* **The problem**
These entries must be printed again exactly as they are.

Recorded data
========

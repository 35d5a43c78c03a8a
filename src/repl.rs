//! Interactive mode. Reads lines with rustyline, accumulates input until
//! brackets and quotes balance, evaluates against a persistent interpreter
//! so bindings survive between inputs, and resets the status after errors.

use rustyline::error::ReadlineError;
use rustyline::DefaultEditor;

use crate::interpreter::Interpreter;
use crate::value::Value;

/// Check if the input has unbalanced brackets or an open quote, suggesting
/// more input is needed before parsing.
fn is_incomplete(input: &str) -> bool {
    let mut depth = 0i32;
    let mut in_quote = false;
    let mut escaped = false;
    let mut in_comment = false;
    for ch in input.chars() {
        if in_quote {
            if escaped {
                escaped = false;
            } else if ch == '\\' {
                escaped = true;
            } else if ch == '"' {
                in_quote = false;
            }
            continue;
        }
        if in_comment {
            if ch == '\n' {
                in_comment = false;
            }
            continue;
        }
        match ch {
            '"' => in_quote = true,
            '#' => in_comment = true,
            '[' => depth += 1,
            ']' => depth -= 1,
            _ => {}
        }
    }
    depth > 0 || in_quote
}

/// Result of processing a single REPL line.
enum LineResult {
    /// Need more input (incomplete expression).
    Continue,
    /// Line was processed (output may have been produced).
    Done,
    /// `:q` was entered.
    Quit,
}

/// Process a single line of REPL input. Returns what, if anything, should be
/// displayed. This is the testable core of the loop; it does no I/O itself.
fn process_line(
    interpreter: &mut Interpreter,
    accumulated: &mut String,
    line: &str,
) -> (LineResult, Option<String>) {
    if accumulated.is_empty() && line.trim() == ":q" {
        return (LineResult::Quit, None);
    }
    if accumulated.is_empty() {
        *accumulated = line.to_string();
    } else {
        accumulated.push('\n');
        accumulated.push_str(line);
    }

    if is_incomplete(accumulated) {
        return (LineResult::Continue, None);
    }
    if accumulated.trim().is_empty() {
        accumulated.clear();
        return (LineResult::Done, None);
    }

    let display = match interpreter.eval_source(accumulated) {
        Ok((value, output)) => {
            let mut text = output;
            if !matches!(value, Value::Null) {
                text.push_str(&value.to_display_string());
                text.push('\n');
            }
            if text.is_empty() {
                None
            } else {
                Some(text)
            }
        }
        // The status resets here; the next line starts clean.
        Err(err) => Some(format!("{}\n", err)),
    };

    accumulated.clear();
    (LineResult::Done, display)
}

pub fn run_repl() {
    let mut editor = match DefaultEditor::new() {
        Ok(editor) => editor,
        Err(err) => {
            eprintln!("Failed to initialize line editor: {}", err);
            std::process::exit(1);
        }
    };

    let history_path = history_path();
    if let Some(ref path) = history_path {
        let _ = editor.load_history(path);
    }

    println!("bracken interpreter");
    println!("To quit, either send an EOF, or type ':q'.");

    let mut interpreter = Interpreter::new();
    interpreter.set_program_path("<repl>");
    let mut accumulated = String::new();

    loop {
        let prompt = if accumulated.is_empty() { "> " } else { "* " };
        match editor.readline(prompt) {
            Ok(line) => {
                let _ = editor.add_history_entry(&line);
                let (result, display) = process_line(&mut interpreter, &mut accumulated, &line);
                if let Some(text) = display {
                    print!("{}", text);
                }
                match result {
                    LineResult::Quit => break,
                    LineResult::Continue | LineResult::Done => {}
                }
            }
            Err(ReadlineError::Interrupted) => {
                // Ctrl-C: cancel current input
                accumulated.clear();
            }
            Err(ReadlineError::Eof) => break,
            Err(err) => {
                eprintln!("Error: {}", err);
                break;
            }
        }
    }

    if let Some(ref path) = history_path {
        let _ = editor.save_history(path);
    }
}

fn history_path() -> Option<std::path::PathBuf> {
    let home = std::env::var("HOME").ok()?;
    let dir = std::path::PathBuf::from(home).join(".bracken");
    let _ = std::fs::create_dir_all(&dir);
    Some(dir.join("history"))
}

========

* **Finished exercise**
repository 35d5a43c78c03a8a
filename src/repl.rs
//! Interactive mode. Reads lines with rustyline, accumulates input until
//! brackets and quotes balance, evaluates against a persistent interpreter
//! so bindings survive between inputs, and resets the status after errors.

use rustyline::error::ReadlineError;
use rustyline::DefaultEditor;

use crate::interpreter::Interpreter;
use crate::value::Value;

/// Check if the input has unbalanced brackets or an open quote, suggesting
/// more input is needed before parsing.
fn is_incomplete(input: &str) -> bool {
    let mut depth = 0i32;
    let mut in_quote = false;
    let mut escaped = false;
    let mut in_comment = false;
    for ch in input.chars() {
        if in_quote {
            if escaped {
                escaped = false;
            } else if ch == '\\' {
                escaped = true;
            } else if ch == '"' {
                in_quote = false;
            }
            continue;
        }
        if in_comment {
            if ch == '\n' {
                in_comment = false;
            }
            continue;
        }
        match ch {
            '"' => in_quote = true,
            '#' => in_comment = true,
            '[' => depth += 1,
            ']' => depth -= 1,
            _ => {}
        }
    }
    depth > 0 || in_quote
}

/// Result of processing a single REPL line.
enum LineResult {
    /// Need more input (incomplete expression).
    Continue,
    /// Line was processed (output may have been produced).
    Done,
    /// `:q` was entered.
    Quit,
}

/// Process a single line of REPL input. Returns what, if anything, should be
/// displayed. This is the testable core of the loop; it does no I/O itself.
fn process_line(
    interpreter: &mut Interpreter,
    accumulated: &mut String,
    line: &str,
) -> (LineResult, Option<String>) {
    if accumulated.is_empty() && line.trim() == ":q" {
        return (LineResult::Quit, None);
    }
    if accumulated.is_empty() {
        *accumulated = line.to_string();
    } else {
        accumulated.push('\n');
        accumulated.push_str(line);
    }

    if is_incomplete(accumulated) {
        return (LineResult::Continue, None);
    }
    if accumulated.trim().is_empty() {
        accumulated.clear();
        return (LineResult::Done, None);
    }

    let display = match interpreter.eval_source(accumulated) {
        Ok((value, output)) => {
            let mut text = output;
            if !matches!(value, Value::Null) {
                text.push_str(&value.to_display_string());
                text.push('\n');
            }
            if text.is_empty() {
                None
            } else {
                Some(text)
            }
        }
        // The status resets here; the next line starts clean.
        Err(err) => Some(format!("{}\n", err)),
    };

    accumulated.clear();
    (LineResult::Done, display)
}

pub fn run_repl() {
    let mut editor = match DefaultEditor::new() {
        Ok(editor) => editor,
        Err(err) => {
            eprintln!("Failed to initialize line editor: {}", err);
            std::process::exit(1);
        }
    };

    let history_path = history_path();
    if let Some(ref path) = history_path {
        let _ = editor.load_history(path);
    }

    println!("bracken interpreter");
    println!("To quit, either send an EOF, or type ':q'.");

    let mut interpreter = Interpreter::new();
    interpreter.set_program_path("<repl>");
    let mut accumulated = String::new();

    loop {
        let prompt = if accumulated.is_empty() { "> " } else { "* " };
        match editor.readline(prompt) {
            Ok(line) => {
                let _ = editor.add_history_entry(&line);
                let (result, display) = process_line(&mut interpreter, &mut accumulated, &line);
                if let Some(text) = display {
                    print!("{}", text);
                }
                match result {
                    LineResult::Quit => break,
                    LineResult::Continue | LineResult::Done => {}
                }
            }
            Err(ReadlineError::Interrupted) => {
                // Ctrl-C: cancel current input
                accumulated.clear();
            }
            Err(ReadlineError::Eof) => break,
            Err(err) => {
                eprintln!("Error: {}", err);
                break;
            }
        }
    }

    if let Some(ref path) = history_path {
        let _ = editor.save_history(path);
    }
}

fn history_path() -> Option<std::path::PathBuf> {
    let home = std::env::var("HOME").ok()?;
    let dir = std::path::PathBuf::from(home).join(".bracken");
    let _ = std::fs::create_dir_all(&dir);
    Some(dir.join("history"))
}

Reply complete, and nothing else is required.